Приятно было смотреть на встречу профессора с грибом. Но она могла стать последней. Магазин «Грибы», единственная, может быть, на всю столицу лавка, чтущая традиции московской старины, предназначен на снос. Полдома уже опустело: соседний магазин «Мясо» закрыт. Здание ветхое, спору нет, и требует реконструкции, но, закрывшись, магазин либо никогда не откроется (он, очевидно, государственный, дешевый, и оплачивать аренду дворца ему не по силам), либо его переведут на окраину, где он затеряется и захиреет.
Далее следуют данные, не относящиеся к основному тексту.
//! Component wiring shared by the binary and the integration tests

use crate::config::AppConfig;
use crate::control::ControlSignal;
use crate::crawler::Crawler;
use crate::discovery::{DiscoveryPipeline, LlmSuggester, SuggestionStrategy};
use crate::gateway::{BackoffController, RequestLimiter};
use crate::health::HealthMonitor;
use crate::membership::MembershipTracker;
use crate::scheduler::QueryScheduler;
use crate::store::Store;
use crate::telegram::ProtocolClient;
use std::sync::Arc;

/// One control signal, one limiter and one backoff controller shared by
/// every component built from this runtime
pub struct Runtime {
    pub config: AppConfig,
    pub control: ControlSignal,
    pub client: Arc<dyn ProtocolClient>,
    pub store: Arc<dyn Store>,
    pub backoff: Arc<BackoffController>,
    strategy: SuggestionStrategy,
}

impl Runtime {
    pub fn new(config: AppConfig, client: Arc<dyn ProtocolClient>, store: Arc<dyn Store>) -> Self {
        let control = ControlSignal::new();
        let limiter = Arc::new(RequestLimiter::new(config.throttle.clone(), control.clone()));
        let backoff = Arc::new(BackoffController::new(limiter, control.clone(), config.backoff.clone()));
        let strategy = build_strategy(&config);

        Self {
            config,
            control,
            client,
            store,
            backoff,
            strategy,
        }
    }

    pub fn strategy(&self) -> &SuggestionStrategy {
        &self.strategy
    }

    pub fn discovery(&self) -> DiscoveryPipeline {
        DiscoveryPipeline::new(
            self.client.clone(),
            self.backoff.clone(),
            self.store.clone(),
            self.control.clone(),
            self.strategy.clone(),
            self.config.discovery.clone(),
            self.config.cache.clone(),
        )
    }

    pub fn scheduler(&self) -> QueryScheduler {
        QueryScheduler::new(self.store.clone(), self.config.scheduler.clone())
    }

    pub fn tracker(&self) -> MembershipTracker {
        MembershipTracker::new(
            self.client.clone(),
            self.backoff.clone(),
            self.store.clone(),
            self.control.clone(),
            self.config.membership.clone(),
        )
    }

    pub fn health(&self) -> HealthMonitor {
        HealthMonitor::new(
            self.client.clone(),
            self.backoff.clone(),
            self.control.clone(),
            self.config.health.clone(),
        )
    }

    pub fn crawler(&self) -> Crawler {
        Crawler::new(
            self.discovery(),
            self.scheduler(),
            Arc::new(self.tracker()),
            self.health(),
            self.backoff.clone(),
            self.store.clone(),
            self.control.clone(),
            self.config.crawler.clone(),
        )
    }
}

fn build_strategy(config: &AppConfig) -> SuggestionStrategy {
    let Some(suggester) = config.suggester.clone() else {
        log::info!("🧩 Keyword suggestions: rule-based");
        return SuggestionStrategy::RuleBased;
    };

    let model = suggester.model.clone();
    match LlmSuggester::new(suggester) {
        Ok(llm) => {
            log::info!("🤖 Keyword suggestions: {} (rule-based fallback)", model);
            SuggestionStrategy::Ai(Arc::new(llm))
        }
        Err(e) => {
            log::warn!("⚠️  Could not build keyword suggester ({}), using rule-based", e);
            SuggestionStrategy::RuleBased
        }
    }
}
А главное — исчезнет последняя ниточка, связывающая наши дни с московским прошлым. Был на Сретенке магазин «Дичь» с рябчиками и куропатками, и где он теперь? Бессмысленные, сверхдорогие магазины, неизвестно для кого предназначенные, вытесняют со Сретенки милую, традиционную торговлю. Продавцы даже завели тетрадь, в которую желающие записывают свои протесты против закрытия любимого магазина. Протесты очень эмоциональные. Суть их сводится к тому, что магазин необходимо сохранить как памятник традиции, московского быта, превратить его в своеобразный заповедник, отстоять от тамерланова нашествия. Ведь сохранение и восстановление истинно московской среды не только в возвращении храмов, варварски уничтоженных в 20-60-е годы, не только в ремонте и строительстве домов, но и в бережном отношении к городскому укладу, к духу места. Иначе опять, как всегда, — что имеем, не храним, потерявши, плачем.